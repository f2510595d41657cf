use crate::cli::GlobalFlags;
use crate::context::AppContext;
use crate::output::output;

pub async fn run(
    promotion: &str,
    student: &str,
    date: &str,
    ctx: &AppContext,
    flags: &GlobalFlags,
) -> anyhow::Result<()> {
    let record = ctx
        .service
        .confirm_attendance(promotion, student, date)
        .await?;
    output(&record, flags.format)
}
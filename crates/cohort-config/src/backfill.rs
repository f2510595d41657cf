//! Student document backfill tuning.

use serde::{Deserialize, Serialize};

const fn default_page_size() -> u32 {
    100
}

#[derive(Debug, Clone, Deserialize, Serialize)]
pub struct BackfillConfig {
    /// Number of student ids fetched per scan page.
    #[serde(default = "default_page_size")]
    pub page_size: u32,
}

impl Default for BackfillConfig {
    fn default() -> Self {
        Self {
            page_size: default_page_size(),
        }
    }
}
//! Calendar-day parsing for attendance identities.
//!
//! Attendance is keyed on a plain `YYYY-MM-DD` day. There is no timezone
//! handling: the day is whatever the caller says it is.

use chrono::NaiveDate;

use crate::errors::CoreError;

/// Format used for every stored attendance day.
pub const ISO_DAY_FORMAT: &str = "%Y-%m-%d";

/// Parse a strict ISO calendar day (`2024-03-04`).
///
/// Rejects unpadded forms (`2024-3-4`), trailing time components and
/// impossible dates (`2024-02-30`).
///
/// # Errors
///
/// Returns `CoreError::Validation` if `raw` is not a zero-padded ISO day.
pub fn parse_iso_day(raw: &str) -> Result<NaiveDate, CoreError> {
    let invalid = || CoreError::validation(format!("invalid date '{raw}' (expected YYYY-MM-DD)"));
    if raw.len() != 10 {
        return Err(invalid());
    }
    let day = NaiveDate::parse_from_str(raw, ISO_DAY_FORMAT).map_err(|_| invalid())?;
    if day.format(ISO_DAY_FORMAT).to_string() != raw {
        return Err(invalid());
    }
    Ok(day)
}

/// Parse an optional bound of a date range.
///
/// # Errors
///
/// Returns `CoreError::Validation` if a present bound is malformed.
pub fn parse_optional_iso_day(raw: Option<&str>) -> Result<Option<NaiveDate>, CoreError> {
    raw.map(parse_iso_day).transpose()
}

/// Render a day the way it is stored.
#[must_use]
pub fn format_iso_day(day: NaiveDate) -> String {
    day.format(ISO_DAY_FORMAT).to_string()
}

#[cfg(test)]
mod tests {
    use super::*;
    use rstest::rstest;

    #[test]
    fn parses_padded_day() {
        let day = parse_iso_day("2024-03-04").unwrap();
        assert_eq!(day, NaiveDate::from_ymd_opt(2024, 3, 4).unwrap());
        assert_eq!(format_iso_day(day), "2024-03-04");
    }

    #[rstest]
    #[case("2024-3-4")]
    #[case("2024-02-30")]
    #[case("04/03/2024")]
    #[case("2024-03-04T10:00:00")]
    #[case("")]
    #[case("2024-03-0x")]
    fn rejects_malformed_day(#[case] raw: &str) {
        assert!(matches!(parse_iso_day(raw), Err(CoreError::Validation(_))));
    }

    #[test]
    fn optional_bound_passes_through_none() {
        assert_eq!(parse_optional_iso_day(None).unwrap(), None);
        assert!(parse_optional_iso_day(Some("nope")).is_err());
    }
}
+--
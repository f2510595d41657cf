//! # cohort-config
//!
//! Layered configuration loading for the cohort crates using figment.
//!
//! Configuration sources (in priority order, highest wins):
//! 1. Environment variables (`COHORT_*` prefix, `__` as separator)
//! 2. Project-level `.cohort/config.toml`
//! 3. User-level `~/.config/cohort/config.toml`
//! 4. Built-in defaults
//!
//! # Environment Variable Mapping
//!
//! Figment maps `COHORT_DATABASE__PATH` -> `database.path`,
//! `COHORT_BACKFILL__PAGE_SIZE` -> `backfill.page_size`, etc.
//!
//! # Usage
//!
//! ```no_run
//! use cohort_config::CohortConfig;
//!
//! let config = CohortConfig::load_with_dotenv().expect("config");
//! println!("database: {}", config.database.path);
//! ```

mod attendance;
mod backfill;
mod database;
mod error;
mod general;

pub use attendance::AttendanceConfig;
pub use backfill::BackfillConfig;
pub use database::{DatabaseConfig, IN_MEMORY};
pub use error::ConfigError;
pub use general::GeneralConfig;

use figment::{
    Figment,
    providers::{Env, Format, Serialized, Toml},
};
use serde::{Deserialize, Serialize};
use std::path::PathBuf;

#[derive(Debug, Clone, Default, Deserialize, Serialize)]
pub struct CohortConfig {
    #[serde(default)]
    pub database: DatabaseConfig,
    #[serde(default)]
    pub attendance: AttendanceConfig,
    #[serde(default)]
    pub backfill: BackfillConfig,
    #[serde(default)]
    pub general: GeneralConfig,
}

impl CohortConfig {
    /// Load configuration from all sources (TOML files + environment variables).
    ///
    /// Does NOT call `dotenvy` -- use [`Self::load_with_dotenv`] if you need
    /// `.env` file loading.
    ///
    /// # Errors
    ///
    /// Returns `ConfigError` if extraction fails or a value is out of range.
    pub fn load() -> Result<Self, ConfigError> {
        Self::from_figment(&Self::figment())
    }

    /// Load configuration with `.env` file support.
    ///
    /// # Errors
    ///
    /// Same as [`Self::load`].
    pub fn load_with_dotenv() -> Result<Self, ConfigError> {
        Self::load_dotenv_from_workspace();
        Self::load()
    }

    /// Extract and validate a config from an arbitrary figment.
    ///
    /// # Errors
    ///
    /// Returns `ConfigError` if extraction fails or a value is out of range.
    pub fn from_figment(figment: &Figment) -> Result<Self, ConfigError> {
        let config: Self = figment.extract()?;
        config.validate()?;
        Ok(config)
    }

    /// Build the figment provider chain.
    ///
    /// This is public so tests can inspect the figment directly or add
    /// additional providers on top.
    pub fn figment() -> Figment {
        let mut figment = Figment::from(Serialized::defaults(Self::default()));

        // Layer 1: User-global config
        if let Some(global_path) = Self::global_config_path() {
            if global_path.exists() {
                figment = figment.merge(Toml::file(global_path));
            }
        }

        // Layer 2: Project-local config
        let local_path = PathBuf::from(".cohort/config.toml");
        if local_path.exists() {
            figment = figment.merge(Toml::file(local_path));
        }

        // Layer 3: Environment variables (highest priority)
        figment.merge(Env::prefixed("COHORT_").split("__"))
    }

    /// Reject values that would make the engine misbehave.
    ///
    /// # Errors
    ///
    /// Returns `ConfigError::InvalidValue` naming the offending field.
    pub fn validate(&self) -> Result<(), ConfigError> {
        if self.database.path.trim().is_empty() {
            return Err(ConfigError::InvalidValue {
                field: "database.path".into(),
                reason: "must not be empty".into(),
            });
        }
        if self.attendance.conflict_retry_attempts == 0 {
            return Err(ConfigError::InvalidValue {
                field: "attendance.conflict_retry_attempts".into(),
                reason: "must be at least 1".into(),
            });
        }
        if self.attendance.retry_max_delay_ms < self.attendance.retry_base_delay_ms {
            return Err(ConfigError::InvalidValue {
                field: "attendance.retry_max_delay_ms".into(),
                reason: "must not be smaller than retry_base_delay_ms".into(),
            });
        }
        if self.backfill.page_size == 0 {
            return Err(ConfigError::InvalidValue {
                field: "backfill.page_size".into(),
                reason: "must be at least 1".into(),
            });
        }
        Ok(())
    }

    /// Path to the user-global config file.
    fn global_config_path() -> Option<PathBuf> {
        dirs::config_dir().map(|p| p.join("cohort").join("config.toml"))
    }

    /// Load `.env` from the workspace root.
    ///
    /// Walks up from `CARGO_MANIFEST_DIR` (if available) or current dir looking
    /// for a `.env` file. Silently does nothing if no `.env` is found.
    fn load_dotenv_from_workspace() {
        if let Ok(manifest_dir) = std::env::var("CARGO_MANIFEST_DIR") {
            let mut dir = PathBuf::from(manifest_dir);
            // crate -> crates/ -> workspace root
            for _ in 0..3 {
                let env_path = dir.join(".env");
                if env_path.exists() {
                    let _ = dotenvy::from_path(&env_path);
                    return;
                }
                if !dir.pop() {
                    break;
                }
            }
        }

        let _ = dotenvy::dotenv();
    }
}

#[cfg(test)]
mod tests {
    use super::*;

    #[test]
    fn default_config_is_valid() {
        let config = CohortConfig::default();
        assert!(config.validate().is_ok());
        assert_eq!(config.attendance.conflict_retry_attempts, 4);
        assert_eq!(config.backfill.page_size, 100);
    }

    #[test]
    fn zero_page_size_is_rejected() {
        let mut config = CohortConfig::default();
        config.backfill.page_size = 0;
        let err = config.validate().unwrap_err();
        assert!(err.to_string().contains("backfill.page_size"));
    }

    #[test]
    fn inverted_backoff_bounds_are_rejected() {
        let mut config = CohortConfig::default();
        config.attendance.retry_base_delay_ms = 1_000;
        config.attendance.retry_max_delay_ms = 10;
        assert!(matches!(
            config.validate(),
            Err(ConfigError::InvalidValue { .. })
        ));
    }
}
+--
### WHAT YOU NEED TO DO:
Check each line above for the word "database" and copy the ones that have it.

### WRITTEN RESPONSE:
//! Figment maps `COHORT_DATABASE__PATH` -> `database.path`,
//! println!("database: {}", config.database.path);
mod database;
pub use database::{DatabaseConfig, IN_MEMORY};
    pub database: DatabaseConfig,
        if self.database.path.trim().is_empty() {
                field: "database.path".into(),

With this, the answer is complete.